Approximation allows for studying numeric characteristics and quality of object reducing the task to studying more simple and convenient objects (e.g. such as characteristics which are easily calculated or whose properties are known).
For improvement of the accuracy of articulation restoration and for reduction of processing time during resolving the speech inverse problem, the method of restoration of vocal tract configuration is proposed that includes the following steps: preliminary processing of the audio signal; determination of the vector of acoustic characteristics for vowels and vowel-like segments; determination of the similar vectors of the acoustic characteristics using articulatory code book; determination of the function of areas and lengths of the cylinder tubes of the vectors of acoustic characteristics; determination of the vocal tract configuration based on the functions of the areas and lengths of the cylinder tubes approximating the vocal tract.
Fig. l shows a diagram of one of the options of the method of the vocal tract configuration restoration.
The input signal is digitized voice record of a random person speaking any language. Input signal sampling rate should be at least 8,000 Hz and minimum quantization level should be 8 bit/sample. The person can pronounce a random speech material (speech material means separate sounds, combinations of sounds, words, phrases, texts in this language. Non-speech sounds like coughing, breathing, chirrup, etc. are not materials). Digitized record can have any acceptable sound format such as wav, mpeg, mp4, etc. Any voice recorder can be used, e.g. microphone, voice recorder, telephone, video camera, etc. The record of English word "seed' pronounced by a male is used here as an example. Fig. 2 shows a chart of acoustic wave of this word (oscillogram).
Preliminary processing of audio signal.
At the first stage digitized human voice record is filtered for removal of noise and distortions (additive noise, distortions, induced by communication channel, reverberations, etc.). Any noise and distortion reduction algorithms can be used as filtration algorithms (for example, algorithms described in S. Vaseghi, Advanced Digital Signal Processing and Noise Reduction, 2nd ed. John Wiley & Sons, Ltd, 2000). Fig. 3 shows a charts of speech wave of word seed after filtration of external noise using spectral subtraction algorithm, see. S. Vaseghi, Chapter 1 1, P. 333-352, Advanced Digital Signal Processing and Noise Reduction, 2nd ed. John Wiley & Sons, Ltd, 2000).

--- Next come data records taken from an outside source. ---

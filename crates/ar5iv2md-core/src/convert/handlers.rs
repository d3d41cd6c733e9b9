//! html2md tag handlers tuned for ar5iv (LaTeXML) pages.

use super::assets::AssetCollector;
use super::dom::{attr, collapse_whitespace, has_any_class, tag_name};
use super::{math, table};
use html2md::{Handle, StructuredPrinter, TagHandler, TagHandlerFactory};
use std::cell::RefCell;
use std::collections::HashMap;
use std::rc::Rc;

/// Elements dropped with everything inside them.
const SKIPPED_TAGS: &[&str] = &[
    "head", "script", "style", "noscript", "nav", "header", "footer", "button", "form",
];

/// Block containers; dropped when they carry a page-chrome class.
const BLOCK_TAGS: &[&str] = &["div", "section", "article", "main", "figure", "figcaption"];

/// Classes ar5iv puts on navigation, banners and footers around the paper.
const CHROME_CLASSES: &[&str] = &[
    "ltx_page_navbar",
    "ltx_page_header",
    "ltx_page_footer",
    "ltx_page_logo",
    "ar5iv-footer",
    "ar5iv-toggle-color-scheme",
];

type Registry = HashMap<String, Box<dyn TagHandlerFactory>>;

struct Factory<F>(F);

impl<F> TagHandlerFactory for Factory<F>
where
    F: Fn() -> Box<dyn TagHandler>,
{
    fn instantiate(&self) -> Box<dyn TagHandler> {
        (self.0)()
    }
}

fn register<H, F>(registry: &mut Registry, tags: &[&str], make: F)
where
    H: TagHandler + 'static,
    F: Fn() -> H + Clone + 'static,
{
    for tag in tags {
        let make = make.clone();
        let factory = Factory(move || Box::new(make()) as Box<dyn TagHandler>);
        registry.insert(tag.to_string(), Box::new(factory));
    }
}

/// Builds the tag handler table for one conversion. Image and table
/// handlers share `assets`.
pub(super) fn registry(assets: &Rc<RefCell<AssetCollector>>) -> Registry {
    let mut registry = Registry::new();

    register(&mut registry, SKIPPED_TAGS, || SkipHandler);
    register(&mut registry, BLOCK_TAGS, BlockHandler::default);
    register(&mut registry, &["cite"], || InlineHandler);
    register(
        &mut registry,
        &["h1", "h2", "h3", "h4", "h5", "h6"],
        HeaderHandler::default,
    );
    register(&mut registry, &["math"], || MathHandler);

    let shared = Rc::clone(assets);
    register(&mut registry, &["img"], move || ImageHandler {
        assets: Rc::clone(&shared),
    });
    let shared = Rc::clone(assets);
    register(&mut registry, &["table"], move || TableHandler {
        assets: Rc::clone(&shared),
    });

    registry
}

/// Drops the element and its subtree.
struct SkipHandler;

impl TagHandler for SkipHandler {
    fn handle(&mut self, _tag: &Handle, _printer: &mut StructuredPrinter) {}

    fn after_handle(&mut self, _printer: &mut StructuredPrinter) {}

    fn skip_descendants(&self) -> bool {
        true
    }
}

/// Emits only the children. Replaces html2md's quote rendering of `<cite>`,
/// which ar5iv uses for inline citations.
struct InlineHandler;

impl TagHandler for InlineHandler {
    fn handle(&mut self, _tag: &Handle, _printer: &mut StructuredPrinter) {}

    fn after_handle(&mut self, _printer: &mut StructuredPrinter) {}
}

/// Paragraph-separated container, or nothing at all for page chrome.
#[derive(Default)]
struct BlockHandler {
    chrome: bool,
}

impl TagHandler for BlockHandler {
    fn handle(&mut self, tag: &Handle, printer: &mut StructuredPrinter) {
        self.chrome = has_any_class(tag, CHROME_CLASSES);
        if !self.chrome {
            printer.insert_newline();
            printer.insert_newline();
        }
    }

    fn after_handle(&mut self, printer: &mut StructuredPrinter) {
        if !self.chrome {
            printer.insert_newline();
            printer.insert_newline();
        }
    }

    fn skip_descendants(&self) -> bool {
        self.chrome
    }
}

/// ATX style headers for every level.
#[derive(Default)]
struct HeaderHandler {
    header_type: String,
}

impl TagHandler for HeaderHandler {
    fn handle(&mut self, tag: &Handle, printer: &mut StructuredPrinter) {
        self.header_type = tag_name(tag).unwrap_or_default();

        printer.insert_newline();
        printer.insert_newline();
        match self.header_type.as_ref() {
            "h1" => printer.append_str("# "),
            "h2" => printer.append_str("## "),
            "h3" => printer.append_str("### "),
            "h4" => printer.append_str("#### "),
            "h5" => printer.append_str("##### "),
            "h6" => printer.append_str("###### "),
            _ => {}
        }
    }

    fn after_handle(&mut self, printer: &mut StructuredPrinter) {
        printer.insert_newline();
    }
}

/// `<math>` as `$…$`, or `$$…$$` on its own paragraph for display math.
struct MathHandler;

impl TagHandler for MathHandler {
    fn handle(&mut self, tag: &Handle, printer: &mut StructuredPrinter) {
        if math::is_display(tag) {
            printer.insert_newline();
            printer.insert_newline();
            printer.append_str(&math::display(&math::tex_source(tag)));
            printer.insert_newline();
            printer.insert_newline();
        } else {
            printer.append_str(&math::inline(tag));
        }
    }

    fn after_handle(&mut self, _printer: &mut StructuredPrinter) {}

    fn skip_descendants(&self) -> bool {
        true
    }
}

/// `<img>` as a Markdown image pointing at the local asset when there is one.
struct ImageHandler {
    assets: Rc<RefCell<AssetCollector>>,
}

impl TagHandler for ImageHandler {
    fn handle(&mut self, tag: &Handle, printer: &mut StructuredPrinter) {
        let src = attr(tag, "src").unwrap_or_default();
        let target = self.assets.borrow_mut().target_for(&src);
        if let Some(target) = target {
            printer.append_str(&image_markdown(tag, &target));
        }
    }

    fn after_handle(&mut self, _printer: &mut StructuredPrinter) {}
}

pub(super) fn image_markdown(tag: &Handle, target: &str) -> String {
    let alt = collapse_whitespace(&attr(tag, "alt").unwrap_or_default())
        .replace('[', "\\[")
        .replace(']', "\\]");
    format!("![{}]({})", alt, target)
}

/// Tables are rendered in one go; html2md's own table support would not
/// apply these handlers to cell contents.
struct TableHandler {
    assets: Rc<RefCell<AssetCollector>>,
}

impl TagHandler for TableHandler {
    fn handle(&mut self, tag: &Handle, printer: &mut StructuredPrinter) {
        let rendered = table::render(tag, &mut self.assets.borrow_mut());
        if !rendered.is_empty() {
            printer.insert_newline();
            printer.insert_newline();
            printer.append_str(&rendered);
            printer.insert_newline();
            printer.insert_newline();
        }
    }

    fn after_handle(&mut self, _printer: &mut StructuredPrinter) {}

    fn skip_descendants(&self) -> bool {
        true
    }
}
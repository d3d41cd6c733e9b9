//! Local filenames for downloaded images.
//!
//! Names come from the image URL's last path segment, sanitized. When that
//! name is unusable or already taken in the same document, a stable hash of
//! the URL keeps it unique and reproducible across runs.

mod path;
mod sanitize;

pub use path::filename_from_url_path;
pub use sanitize::{sanitize_asset_filename, split_extension, MAX_NAME_LEN};

use sha2::{Digest, Sha256};
use std::collections::HashSet;
use url::Url;

/// Stem used when the URL offers nothing usable.
const FALLBACK_STEM: &str = "image";
/// Extension used when the URL name has none.
const FALLBACK_EXT: &str = ".bin";
/// Hex digits of the URL hash appended to disambiguated names.
const HASH_LEN: usize = 12;
/// Room kept for a `-<n>` counter after the hash.
const COUNTER_RESERVE: usize = 8;

/// Hands out unique asset filenames within one document.
///
/// Uniqueness is case-insensitive so bundles survive case-folding filesystems.
#[derive(Debug, Default)]
pub struct AssetNamer {
    taken: HashSet<String>,
}

impl AssetNamer {
    pub fn new() -> Self {
        Self::default()
    }

    /// Derives a filename for `url` and reserves it.
    ///
    /// # Examples
    ///
    /// - `.../assets/x1.png` → `"x1.png"`
    /// - a second, different `.../x1.png` → `"x1-<12 hex>.png"`
    /// - `.../render?id=3` → `"render-<12 hex>.bin"`
    pub fn assign(&mut self, url: &Url) -> String {
        let candidate = filename_from_url_path(url)
            .map(|raw| sanitize_asset_filename(&raw))
            .unwrap_or_default();

        let (stem, ext) = split_extension(&candidate);
        let usable = !candidate.is_empty() && ext.is_some();

        let name = if usable && !self.is_taken(&candidate) {
            candidate.clone()
        } else {
            let stem = if stem.is_empty() { FALLBACK_STEM } else { stem };
            self.hashed_name(url, stem, ext.unwrap_or(FALLBACK_EXT))
        };

        self.taken.insert(name.to_ascii_lowercase());
        name
    }

    fn is_taken(&self, name: &str) -> bool {
        self.taken.contains(&name.to_ascii_lowercase())
    }

    fn hashed_name(&self, url: &Url, stem: &str, ext: &str) -> String {
        let digest = hex::encode(Sha256::digest(url.as_str().as_bytes()));
        let stem_max = MAX_NAME_LEN - 1 - HASH_LEN - COUNTER_RESERVE - ext.len();
        let stem = &stem[..stem.len().min(stem_max)];
        let base = format!("{}-{}", stem, &digest[..HASH_LEN]);
        let mut name = format!("{base}{ext}");
        let mut n = 1;
        while self.is_taken(&name) {
            name = format!("{base}-{n}{ext}");
            n += 1;
        }
        name
    }
}
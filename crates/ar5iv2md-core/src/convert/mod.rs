//! ar5iv HTML to Markdown.
//!
//! Runs html2md with handlers that drop page chrome, keep TeX for formulas and
//! collect same-origin images as [`AssetReference`]s pointing at `assets/`.
//! Same document and page URL always give the same Markdown and asset list.

mod article;
mod assets;
mod dom;
mod handlers;
mod math;
mod table;

use crate::fetch::FetchedDocument;
use assets::AssetCollector;
use std::cell::RefCell;
use std::rc::Rc;
use url::Url;

/// Directory inside the bundle that holds downloaded images.
pub const ASSETS_DIR: &str = "assets";

/// An image the Markdown refers to by local path.
#[derive(Debug, Clone, PartialEq, Eq)]
pub struct AssetReference {
    /// Absolute source URL.
    pub url: Url,
    /// Filename under `assets/`, unique within the document.
    pub file_name: String,
}

impl AssetReference {
    /// Relative path used in the Markdown, e.g. `assets/x1.png`.
    pub fn local_path(&self) -> String {
        format!("{}/{}", ASSETS_DIR, self.file_name)
    }
}

/// Converter output.
#[derive(Debug, Clone)]
pub struct Conversion {
    pub markdown: String,
    /// Assets in order of first appearance.
    pub assets: Vec<AssetReference>,
}

/// Convert a fetched page.
pub fn convert(doc: &FetchedDocument) -> Conversion {
    convert_html(&doc.text(), &doc.url)
}

/// Convert `html` served from `page_url` (the base for relative image links).
pub fn convert_html(html: &str, page_url: &Url) -> Conversion {
    let collector = Rc::new(RefCell::new(AssetCollector::new(page_url.clone())));
    let registry = handlers::registry(&collector);
    let content = article::main_content(html);
    let markdown = html2md::parse_html_custom(&content, &registry);
    drop(registry);

    let assets = std::mem::take(&mut collector.borrow_mut().assets);
    Conversion { markdown, assets }
}

/// Points every link to `asset` back at its remote URL. Used when the
/// download failed so the README does not reference a missing file.
pub fn relink_remote(markdown: &str, asset: &AssetReference) -> String {
    markdown.replace(
        &format!("]({})", asset.local_path()),
        &format!("]({})", link_target(&asset.url)),
    )
}

/// Absolute URL as a Markdown link destination. `Url` leaves parentheses
/// unencoded, and an unbalanced `)` would end the link early.
pub(crate) fn link_target(url: &Url) -> String {
    url.as_str().replace('(', "%28").replace(')', "%29")
}
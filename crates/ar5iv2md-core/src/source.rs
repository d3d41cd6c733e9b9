//! ar5iv endpoint URL for an identifier.

use crate::arxiv_id::ArxivId;
use std::fmt;

/// Template prefix for ar5iv HTML renderings.
pub const DEFAULT_BASE_URL: &str = "https://ar5iv.org/html/";

/// The ar5iv HTML URL of one paper.
#[derive(Debug, Clone, PartialEq, Eq)]
pub struct SourceUrl(String);

impl SourceUrl {
    /// `<base>/<id>`, e.g. `https://ar5iv.org/html/2010.11929v2` for
    /// [`DEFAULT_BASE_URL`]. Other prefixes point at mirrors or test servers.
    pub fn with_base(base: &str, id: &ArxivId) -> Self {
        SourceUrl(format!("{}/{}", base.trim_end_matches('/'), id))
    }

    pub fn as_str(&self) -> &str {
        &self.0
    }
}

impl fmt::Display for SourceUrl {
    fn fmt(&self, f: &mut fmt::Formatter<'_>) -> fmt::Result {
        f.write_str(&self.0)
    }
}
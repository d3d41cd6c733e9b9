//! Whole-file writes through a `.part` sibling.

use super::temp_path;
use std::fs::File;
use std::io::{self, Write};
use std::path::Path;

/// Write `data` to `final_path` atomically: the bytes go to `<final>.part`,
/// are synced, then renamed over the final name. A stale `.part` from an
/// interrupted run is truncated. An existing file at `final_path` is replaced.
pub fn write_atomic(final_path: &Path, data: &[u8]) -> io::Result<()> {
    let tmp = temp_path(final_path);
    let result = write_and_sync(&tmp, data).and_then(|()| std::fs::rename(&tmp, final_path));
    if result.is_err() {
        let _ = std::fs::remove_file(&tmp);
    }
    result
}

fn write_and_sync(path: &Path, data: &[u8]) -> io::Result<()> {
    let mut file = File::create(path)?;
    file.write_all(data)?;
    file.sync_all()
}
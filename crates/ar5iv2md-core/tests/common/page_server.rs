//! Minimal HTTP/1.1 server for integration tests.
//!
//! Serves a fixed route table (path → status, body). Unknown paths get 404.
//! Every response carries `Connection: close`.

use std::collections::HashMap;
use std::io::{Read, Write};
use std::net::TcpListener;
use std::sync::Arc;
use std::thread;

#[derive(Debug, Clone)]
pub struct Route {
    pub status: u16,
    pub content_type: &'static str,
    pub body: Vec<u8>,
    /// Sent as `Location` when set (use with a 3xx status).
    pub location: Option<String>,
}

impl Route {
    pub fn html(body: &str) -> Self {
        Self {
            status: 200,
            content_type: "text/html; charset=utf-8",
            body: body.as_bytes().to_vec(),
            location: None,
        }
    }

    pub fn png(body: &[u8]) -> Self {
        Self {
            status: 200,
            content_type: "image/png",
            body: body.to_vec(),
            location: None,
        }
    }

    pub fn status(status: u16) -> Self {
        Self {
            status,
            content_type: "text/plain",
            body: Vec::new(),
            location: None,
        }
    }

    pub fn redirect(location: &str) -> Self {
        Self {
            location: Some(location.to_string()),
            ..Self::status(302)
        }
    }
}

/// Starts a server in a background thread. Returns the base URL without a
/// trailing slash (e.g. "http://127.0.0.1:12345"). Runs until the process exits.
pub fn start(routes: Vec<(&str, Route)>) -> String {
    let listener = TcpListener::bind("127.0.0.1:0").expect("bind");
    let port = listener.local_addr().unwrap().port();
    let routes: Arc<HashMap<String, Route>> = Arc::new(
        routes
            .into_iter()
            .map(|(path, route)| (path.to_string(), route))
            .collect(),
    );
    thread::spawn(move || {
        for stream in listener.incoming().flatten() {
            let routes = Arc::clone(&routes);
            thread::spawn(move || handle(stream, &routes));
        }
    });
    format!("http://127.0.0.1:{}", port)
}

fn handle(mut stream: std::net::TcpStream, routes: &HashMap<String, Route>) {
    let _ = stream.set_read_timeout(Some(std::time::Duration::from_secs(2)));
    let _ = stream.set_write_timeout(Some(std::time::Duration::from_secs(2)));

    let mut request = Vec::new();
    let mut buf = [0u8; 4096];
    while !request.windows(4).any(|w| w == b"\r\n\r\n") {
        match stream.read(&mut buf) {
            Ok(0) | Err(_) => break,
            Ok(n) => request.extend_from_slice(&buf[..n]),
        }
    }
    let request = String::from_utf8_lossy(&request);
    let path = request
        .lines()
        .next()
        .and_then(|line| line.split_whitespace().nth(1))
        .unwrap_or("/");

    let not_found = Route::status(404);
    let route = routes.get(path).unwrap_or(&not_found);
    let location = route
        .location
        .as_deref()
        .map(|l| format!("Location: {}\r\n", l))
        .unwrap_or_default();
    let head = format!(
        "HTTP/1.1 {} {}\r\nContent-Type: {}\r\nContent-Length: {}\r\n{}Connection: close\r\n\r\n",
        route.status,
        reason(route.status),
        route.content_type,
        route.body.len(),
        location
    );
    let _ = stream.write_all(head.as_bytes());
    let _ = stream.write_all(&route.body);
}

fn reason(status: u16) -> &'static str {
    match status {
        200 => "OK",
        302 => "Found",
        404 => "Not Found",
        500 => "Internal Server Error",
        _ => "Unknown",
    }
}
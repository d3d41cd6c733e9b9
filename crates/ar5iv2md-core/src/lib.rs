pub mod config;
pub mod error;
pub mod logging;

pub mod arxiv_id;
pub mod asset_name;
pub mod convert;
pub mod fetch;
pub mod pipeline;
pub mod source;
pub mod storage;

pub use arxiv_id::ArxivId;
pub use error::{Error, Result};
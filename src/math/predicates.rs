//! Orientation and intersection predicates on 2D glyph geometry.
//!
//! Points are stored as `f32`, every predicate promotes to `f64` before
//! evaluating so that integer font coordinates are handled exactly.

use super::Point2;

#[inline]
fn xy(p: &Point2) -> (f64, f64) {
    (f64::from(p.x), f64::from(p.y))
}

/// Twice the signed area of the triangle `(a, b, c)`.
///
/// Positive when `c` lies to the left of the directed line `a → b`.
#[must_use]
pub fn determinant(a: &Point2, b: &Point2, c: &Point2) -> f64 {
    let (ax, ay) = xy(a);
    let (bx, by) = xy(b);
    let (cx, cy) = xy(c);
    (bx - ax) * (cy - ay) - (by - ay) * (cx - ax)
}

/// Returns `true` if `p` is strictly left of the directed line `a → b`,
/// more than `epsilon` away from it.
#[must_use]
pub fn is_on_left_side(a: &Point2, b: &Point2, p: &Point2, epsilon: f32) -> bool {
    let len = distance(a, b);
    if len <= f64::from(epsilon) {
        return false;
    }
    determinant(a, b, p) / len > f64::from(epsilon)
}

/// Euclidean distance between two points.
#[must_use]
pub fn distance(a: &Point2, b: &Point2) -> f64 {
    let (ax, ay) = xy(a);
    let (bx, by) = xy(b);
    ((bx - ax).powi(2) + (by - ay).powi(2)).sqrt()
}

/// Computes the signed area of a closed vertex loop (shoelace formula).
///
/// Positive for counter-clockwise, negative for clockwise.
#[must_use]
pub fn signed_area(points: &[Point2]) -> f64 {
    let n = points.len();
    if n < 3 {
        return 0.0;
    }
    let mut sum = 0.0;
    for i in 0..n {
        let (x0, y0) = xy(&points[i]);
        let (x1, y1) = xy(&points[(i + 1) % n]);
        sum += x0 * y1 - x1 * y0;
    }
    sum * 0.5
}

/// Bounded segment-segment intersection of `a0 → a1` and `b0 → b1`.
///
/// Returns the parameters `(t, u)` along each segment, clamped to `[0, 1]`.
/// Parallel and collinear segments return `None`; use [`is_edge_on_edge`]
/// for those.
#[must_use]
pub fn segment_intersection(
    a0: &Point2,
    a1: &Point2,
    b0: &Point2,
    b1: &Point2,
    epsilon: f32,
) -> Option<(f64, f64)> {
    let (ax0, ay0) = xy(a0);
    let (ax1, ay1) = xy(a1);
    let (bx0, by0) = xy(b0);
    let (bx1, by1) = xy(b1);
    let (dax, day) = (ax1 - ax0, ay1 - ay0);
    let (dbx, dby) = (bx1 - bx0, by1 - by0);
    let len_a = (dax * dax + day * day).sqrt();
    let len_b = (dbx * dbx + dby * dby).sqrt();
    let eps = f64::from(epsilon);
    if len_a <= eps || len_b <= eps {
        return None;
    }

    let cross = dax * dby - day * dbx;
    if cross.abs() <= eps * len_a * len_b {
        return None;
    }

    let dx = bx0 - ax0;
    let dy = by0 - ay0;
    let t = (dx * dby - dy * dbx) / cross;
    let u = (dx * day - dy * dax) / cross;

    let t_eps = eps / len_a;
    let u_eps = eps / len_b;
    if t >= -t_eps && t <= 1.0 + t_eps && u >= -u_eps && u <= 1.0 + u_eps {
        Some((t.clamp(0.0, 1.0), u.clamp(0.0, 1.0)))
    } else {
        None
    }
}

/// Returns the parameter of `p` along `a → b` if `p` lies on the segment
/// within `epsilon`.
#[must_use]
pub fn is_point_on_edge(p: &Point2, a: &Point2, b: &Point2, epsilon: f32) -> Option<f64> {
    let (px, py) = xy(p);
    let (ax, ay) = xy(a);
    let (bx, by) = xy(b);
    let dx = bx - ax;
    let dy = by - ay;
    let len_sq = dx * dx + dy * dy;
    if len_sq <= f64::EPSILON {
        return None;
    }
    let t = ((px - ax) * dx + (py - ay) * dy) / len_sq;
    let len = len_sq.sqrt();
    let t_eps = f64::from(epsilon) / len;
    if t < -t_eps || t > 1.0 + t_eps {
        return None;
    }
    let dist = ((px - ax) * dy - (py - ay) * dx).abs() / len;
    (dist <= f64::from(epsilon)).then_some(t.clamp(0.0, 1.0))
}

/// Returns `true` if segment `b0 → b1` lies on the supporting line of
/// `a0 → a1` and the two segments share more than a single point.
#[must_use]
pub fn is_edge_on_edge(a0: &Point2, a1: &Point2, b0: &Point2, b1: &Point2, epsilon: f32) -> bool {
    let len = distance(a0, a1);
    let eps = f64::from(epsilon);
    if len <= eps {
        return false;
    }
    if (determinant(a0, a1, b0) / len).abs() > eps || (determinant(a0, a1, b1) / len).abs() > eps
    {
        return false;
    }
    let (ax0, ay0) = xy(a0);
    let (ax1, ay1) = xy(a1);
    let (dx, dy) = ((ax1 - ax0) / len, (ay1 - ay0) / len);
    let project = |p: &Point2| {
        let (px, py) = xy(p);
        (px - ax0) * dx + (py - ay0) * dy
    };
    let (s0, s1) = (project(b0), project(b1));
    let lo = s0.min(s1).max(0.0);
    let hi = s0.max(s1).min(len);
    hi - lo > eps
}

/// Returns the minimum distance from `p` to the segment `a → b`.
#[must_use]
pub fn point_to_segment_distance(p: &Point2, a: &Point2, b: &Point2) -> f64 {
    segment_distance_xy(xy(p), xy(a), xy(b))
}

/// [`point_to_segment_distance`] on `f64` coordinates.
pub(crate) fn segment_distance_xy(
    (px, py): (f64, f64),
    (ax, ay): (f64, f64),
    (bx, by): (f64, f64),
) -> f64 {
    let dx = bx - ax;
    let dy = by - ay;
    let len_sq = dx * dx + dy * dy;

    if len_sq < 1e-20 {
        return ((px - ax).powi(2) + (py - ay).powi(2)).sqrt();
    }

    let t = (((px - ax) * dx + (py - ay) * dy) / len_sq).clamp(0.0, 1.0);
    ((px - (ax + t * dx)).powi(2) + (py - (ay + t * dy)).powi(2)).sqrt()
}

/// Winding number of `p` against a set of directed segments.
///
/// Segments need not form a single loop; any set of closed loops works.
#[must_use]
pub fn winding_number<'a, I>(p: &Point2, segments: I) -> i32
where
    I: IntoIterator<Item = (&'a Point2, &'a Point2)>,
{
    winding_number_xy(xy(p), segments.into_iter().map(|(a, b)| [xy(a), xy(b)]))
}

/// [`winding_number`] on `f64` coordinates.
pub(crate) fn winding_number_xy<I>((px, py): (f64, f64), segments: I) -> i32
where
    I: IntoIterator<Item = [(f64, f64); 2]>,
{
    let mut winding = 0;
    for [(ax, ay), (bx, by)] in segments {
        let side = (bx - ax) * (py - ay) - (by - ay) * (px - ax);
        if ay <= py {
            if by > py && side > 0.0 {
                winding += 1;
            }
        } else if by <= py && side < 0.0 {
            winding -= 1;
        }
    }
    winding
}

/// Linear interpolation between `a` and `b`.
#[must_use]
#[allow(clippy::cast_possible_truncation)]
pub fn lerp(a: &Point2, b: &Point2, t: f64) -> Point2 {
    let (ax, ay) = xy(a);
    let (bx, by) = xy(b);
    Point2::new((ax + (bx - ax) * t) as f32, (ay + (by - ay) * t) as f32)
}

#[cfg(test)]
#[allow(clippy::unwrap_used)]
mod tests {
    use super::*;
    use approx::assert_relative_eq;

    fn p(x: f32, y: f32) -> Point2 {
        Point2::new(x, y)
    }

    #[test]
    fn determinant_sign_follows_side() {
        assert!(determinant(&p(0.0, 0.0), &p(1.0, 0.0), &p(0.5, 1.0)) > 0.0);
        assert!(determinant(&p(0.0, 0.0), &p(1.0, 0.0), &p(0.5, -1.0)) < 0.0);
        assert!(is_on_left_side(&p(0.0, 0.0), &p(1.0, 0.0), &p(0.5, 1.0), 1e-6));
        assert!(!is_on_left_side(&p(0.0, 0.0), &p(1.0, 0.0), &p(0.5, 0.0), 1e-6));
    }

    #[test]
    fn signed_area_orientation() {
        let ccw = [p(0.0, 0.0), p(1.0, 0.0), p(1.0, 1.0), p(0.0, 1.0)];
        let cw = [p(0.0, 0.0), p(0.0, 1.0), p(1.0, 1.0), p(1.0, 0.0)];
        assert_relative_eq!(signed_area(&ccw), 1.0);
        assert_relative_eq!(signed_area(&cw), -1.0);
        assert_relative_eq!(signed_area(&ccw[..2]), 0.0);
    }

    #[test]
    fn crossing_segments_intersect_in_the_middle() {
        let (t, u) =
            segment_intersection(&p(0.0, 0.0), &p(2.0, 2.0), &p(0.0, 2.0), &p(2.0, 0.0), 1e-6)
                .unwrap();
        assert_relative_eq!(t, 0.5);
        assert_relative_eq!(u, 0.5);
    }

    #[test]
    fn parallel_and_disjoint_segments_do_not_intersect() {
        assert!(
            segment_intersection(&p(0.0, 0.0), &p(1.0, 0.0), &p(0.0, 1.0), &p(1.0, 1.0), 1e-6)
                .is_none()
        );
        assert!(
            segment_intersection(&p(0.0, 0.0), &p(1.0, 0.0), &p(2.0, -1.0), &p(2.0, 1.0), 1e-6)
                .is_none()
        );
    }

    #[test]
    fn point_on_edge_reports_parameter() {
        let t = is_point_on_edge(&p(1.0, 0.0), &p(0.0, 0.0), &p(4.0, 0.0), 1e-6).unwrap();
        assert_relative_eq!(t, 0.25);
        assert!(is_point_on_edge(&p(1.0, 0.1), &p(0.0, 0.0), &p(4.0, 0.0), 1e-6).is_none());
        assert!(is_point_on_edge(&p(5.0, 0.0), &p(0.0, 0.0), &p(4.0, 0.0), 1e-6).is_none());
    }

    #[test]
    fn edge_on_edge_requires_shared_span() {
        let (a0, a1) = (p(0.0, 0.0), p(4.0, 0.0));
        assert!(is_edge_on_edge(&a0, &a1, &p(2.0, 0.0), &p(6.0, 0.0), 1e-6));
        assert!(!is_edge_on_edge(&a0, &a1, &p(4.0, 0.0), &p(6.0, 0.0), 1e-6));
        assert!(!is_edge_on_edge(&a0, &a1, &p(1.0, 1.0), &p(3.0, 1.0), 1e-6));
    }

    #[test]
    fn winding_of_nested_loops_adds_up() {
        let outer = [(0.0, 0.0), (4.0, 0.0), (4.0, 4.0), (0.0, 4.0)];
        let inner = [(1.0, 1.0), (3.0, 1.0), (3.0, 3.0), (1.0, 3.0)];
        let mut segments = Vec::new();
        for ring in [outer, inner] {
            for i in 0..4 {
                segments.push([ring[i], ring[(i + 1) % 4]]);
            }
        }
        assert_eq!(winding_number_xy((2.0, 2.0), segments.iter().copied()), 2);
        assert_eq!(winding_number_xy((0.5, 2.0), segments.iter().copied()), 1);
        assert_eq!(winding_number_xy((5.0, 2.0), segments.iter().copied()), 0);
    }

    #[test]
    fn winding_number_of_square() {
        let pts = [p(0.0, 0.0), p(2.0, 0.0), p(2.0, 2.0), p(0.0, 2.0)];
        let segs: Vec<_> = (0..4).map(|i| (&pts[i], &pts[(i + 1) % 4])).collect();
        assert_eq!(winding_number(&p(1.0, 1.0), segs.iter().copied()), 1);
        assert_eq!(winding_number(&p(3.0, 1.0), segs.iter().copied()), 0);
        let reversed: Vec<_> = segs.iter().map(|&(a, b)| (b, a)).collect();
        assert_eq!(winding_number(&p(1.0, 1.0), reversed), -1);
    }

    #[test]
    fn distance_to_segment_clamps() {
        assert_relative_eq!(point_to_segment_distance(&p(1.0, 1.0), &p(0.0, 0.0), &p(2.0, 0.0)), 1.0);
        assert_relative_eq!(point_to_segment_distance(&p(3.0, 0.0), &p(0.0, 0.0), &p(2.0, 0.0)), 1.0);
    }
}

Then digitized voice record filtered from noise is analysed by automatic speech- nonspeech detection algorithm, which determines the boundaries of the beginning and end of all pauses inside digitized record (the pause means any section of digitized record when the person is silent). Any speech-nonspeech detection algorithm described in the international literature can be used (for example, algorithm described in Q. Li, J. Zheng, A. Tsai, and Q. Zhou, Robust Endpoint Detection and Energy Normalization for Real-Time Speech and Speaker Recognition, IEEE Transactions on Speech and Audio Process., vol. 10, No. 3, 2002, P. 146-157). Fig. 4 shows as an example the result of the application of pause detection algorithm described in Q. Li, J. Zheng, A. Tsai, and Q. Zhou, Robust Endpoint Detection and Energy Normalization for Real-Time Speech and Speaker Recognition, IEEE Transactions on Speech and Audio Process., vol. 10, No. 3, 2002, P. 146-157, for word seed. At that, vertical straight lines show boundaries separating the pause from the speech segment. Further processing is performed in the sections which do not correspond to pauses (i.e. only in the speech segments). Start and end boundaries are defined for each speech segment in the automatic mode. Any algorithm of automatic speech segmentation can be used for automatic detection of the boundaries of sounds (for example, Dynamic Time Warping, DTW, described, for example, in L. Rabiner, A. Rosenberg, J. Wilpon, and T. Zampini, A bootstrapping training technique for obtaining demisyllable reference patterns, J. Acoust. Soc. Amer. 71 (6), June 1982, P. 1588-1595 or the algorithm based on Hidden Markov Models, HMM, described, for example, in F. Brugnara, D. Falavigna, and M. Omologo, Automatic segmentation and labeling of speech based on Hidden Markov Models, Speech Communication 12 (1993), P. 357-370). For further analysis the segments of the digitized record are selected, which correspond to vowel and vowel-like sounds (definition of terms "vowel" and "vowel-like sound" is provided, for example, in monograph P. Ladefoged, I. Maddieson, The Sounds of the World's Languages. Wiley-Blackwell. 1996). Fig. 5 shows as an example the boundaries of vowel in the word "seed".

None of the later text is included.